(WHAT YOU WILL DO): Look for the word "SecretString" in the entries below, then copy every line that has it.

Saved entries

....

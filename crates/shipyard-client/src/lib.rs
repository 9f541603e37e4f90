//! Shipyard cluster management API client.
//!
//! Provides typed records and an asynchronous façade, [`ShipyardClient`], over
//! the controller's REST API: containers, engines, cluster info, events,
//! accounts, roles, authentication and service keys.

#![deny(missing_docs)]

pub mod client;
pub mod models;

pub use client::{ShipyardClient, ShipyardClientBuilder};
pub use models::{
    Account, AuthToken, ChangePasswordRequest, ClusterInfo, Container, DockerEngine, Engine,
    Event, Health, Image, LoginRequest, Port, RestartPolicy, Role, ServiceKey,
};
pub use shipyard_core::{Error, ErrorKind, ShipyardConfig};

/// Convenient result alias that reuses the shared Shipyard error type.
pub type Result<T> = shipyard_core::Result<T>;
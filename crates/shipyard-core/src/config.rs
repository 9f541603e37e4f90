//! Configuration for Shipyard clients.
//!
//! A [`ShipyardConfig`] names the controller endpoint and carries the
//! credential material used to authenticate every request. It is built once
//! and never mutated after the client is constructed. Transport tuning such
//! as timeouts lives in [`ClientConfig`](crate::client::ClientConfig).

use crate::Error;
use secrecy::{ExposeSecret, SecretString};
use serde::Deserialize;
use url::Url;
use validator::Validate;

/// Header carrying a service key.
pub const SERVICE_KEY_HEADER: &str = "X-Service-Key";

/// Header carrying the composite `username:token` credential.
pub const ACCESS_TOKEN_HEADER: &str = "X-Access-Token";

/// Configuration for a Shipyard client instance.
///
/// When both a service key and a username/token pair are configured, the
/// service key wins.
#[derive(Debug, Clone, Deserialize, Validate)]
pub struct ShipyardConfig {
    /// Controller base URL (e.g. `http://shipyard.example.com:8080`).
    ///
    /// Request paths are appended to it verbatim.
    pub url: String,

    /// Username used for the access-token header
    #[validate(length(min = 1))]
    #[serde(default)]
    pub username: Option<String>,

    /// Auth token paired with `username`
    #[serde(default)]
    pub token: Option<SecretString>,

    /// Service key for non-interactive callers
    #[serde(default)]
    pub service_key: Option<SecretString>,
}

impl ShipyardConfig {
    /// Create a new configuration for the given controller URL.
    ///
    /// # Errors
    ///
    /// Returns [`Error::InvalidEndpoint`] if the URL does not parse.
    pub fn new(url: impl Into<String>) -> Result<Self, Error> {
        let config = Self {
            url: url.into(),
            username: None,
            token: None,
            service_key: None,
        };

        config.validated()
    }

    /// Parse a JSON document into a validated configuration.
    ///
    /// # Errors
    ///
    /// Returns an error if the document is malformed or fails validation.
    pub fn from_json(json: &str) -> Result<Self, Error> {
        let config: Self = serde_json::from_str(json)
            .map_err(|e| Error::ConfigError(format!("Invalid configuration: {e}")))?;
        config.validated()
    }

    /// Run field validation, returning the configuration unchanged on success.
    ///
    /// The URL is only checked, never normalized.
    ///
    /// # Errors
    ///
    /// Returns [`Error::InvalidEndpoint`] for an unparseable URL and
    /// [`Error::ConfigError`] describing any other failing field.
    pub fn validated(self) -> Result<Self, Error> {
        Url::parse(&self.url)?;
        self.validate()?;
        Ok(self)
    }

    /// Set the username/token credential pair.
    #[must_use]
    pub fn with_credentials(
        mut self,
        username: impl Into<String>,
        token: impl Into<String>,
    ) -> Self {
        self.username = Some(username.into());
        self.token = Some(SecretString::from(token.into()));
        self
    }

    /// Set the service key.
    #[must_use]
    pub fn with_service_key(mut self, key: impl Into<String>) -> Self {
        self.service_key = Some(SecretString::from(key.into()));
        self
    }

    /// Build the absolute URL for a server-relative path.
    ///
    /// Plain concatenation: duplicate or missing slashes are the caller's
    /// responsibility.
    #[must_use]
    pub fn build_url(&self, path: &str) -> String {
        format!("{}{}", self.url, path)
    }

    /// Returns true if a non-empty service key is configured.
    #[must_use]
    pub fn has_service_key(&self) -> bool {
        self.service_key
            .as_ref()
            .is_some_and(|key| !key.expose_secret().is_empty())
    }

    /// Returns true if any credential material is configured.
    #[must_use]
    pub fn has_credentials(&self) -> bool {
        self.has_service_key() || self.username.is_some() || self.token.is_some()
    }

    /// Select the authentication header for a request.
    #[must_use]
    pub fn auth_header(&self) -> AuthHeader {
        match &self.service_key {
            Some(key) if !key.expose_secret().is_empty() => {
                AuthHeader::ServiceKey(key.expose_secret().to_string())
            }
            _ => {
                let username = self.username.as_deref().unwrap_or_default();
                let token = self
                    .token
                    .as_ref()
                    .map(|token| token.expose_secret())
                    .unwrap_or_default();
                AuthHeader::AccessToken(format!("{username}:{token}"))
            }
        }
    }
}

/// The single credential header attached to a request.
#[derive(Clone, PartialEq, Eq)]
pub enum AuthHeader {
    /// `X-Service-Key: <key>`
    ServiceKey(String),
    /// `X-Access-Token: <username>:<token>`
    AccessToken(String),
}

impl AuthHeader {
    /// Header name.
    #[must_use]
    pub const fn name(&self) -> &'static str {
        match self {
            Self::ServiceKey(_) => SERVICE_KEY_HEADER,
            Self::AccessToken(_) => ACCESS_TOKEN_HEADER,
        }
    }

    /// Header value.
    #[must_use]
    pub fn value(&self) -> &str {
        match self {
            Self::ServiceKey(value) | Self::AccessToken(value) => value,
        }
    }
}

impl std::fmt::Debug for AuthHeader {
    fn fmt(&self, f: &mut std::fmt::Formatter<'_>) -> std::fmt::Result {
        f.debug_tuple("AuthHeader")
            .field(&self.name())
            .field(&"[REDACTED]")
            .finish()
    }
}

....

(RESPONSE):
use secrecy::{ExposeSecret, SecretString};
    pub token: Option<SecretString>,
    pub service_key: Option<SecretString>,
        self.token = Some(SecretString::from(token.into()));
        self.service_key = Some(SecretString::from(key.into()));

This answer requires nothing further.